Begin with the first line of the entries below and reproduce each line exactly, ending with the line that holds "pub mod set;".

### Records contained in a dataset
%%

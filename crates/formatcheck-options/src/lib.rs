//! Typed formatting options and their resolution from style conventions.
//!
//! Convention files are untyped key/value text. This crate is the one place
//! where those strings become typed, language-scoped option values: a static
//! catalogue of [`OptionDescriptor`]s describes each option, and
//! [`resolve_options`] overlays a [`ConventionSnapshot`] onto an immutable
//! [`ResolvedOptionSet`].

pub mod catalog;
pub mod conventions;
pub mod descriptor;
pub mod resolve;
pub mod set;

pub use catalog::{default_options, find_by_convention_key, FORMATTING_OPTIONS};
pub use conventions::{
    ConventionError, ConventionProvider, ConventionSnapshot, FixedConventions, NoConventions,
};
pub use descriptor::{OptionDescriptor, OptionValue, ValueType};
pub use resolve::{resolve_options, OptionResolver};
pub use set::{OptionKey, ResolvedOptionSet};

%%

### Result
filename crates/formatcheck-options/src/lib.rs
//! Typed formatting options and their resolution from style conventions.
//!
//! Convention files are untyped key/value text. This crate is the one place
//! where those strings become typed, language-scoped option values: a static
//! catalogue of [`OptionDescriptor`]s describes each option, and
//! [`resolve_options`] overlays a [`ConventionSnapshot`] onto an immutable
//! [`ResolvedOptionSet`].

pub mod catalog;
pub mod conventions;
pub mod descriptor;
pub mod resolve;
pub mod set;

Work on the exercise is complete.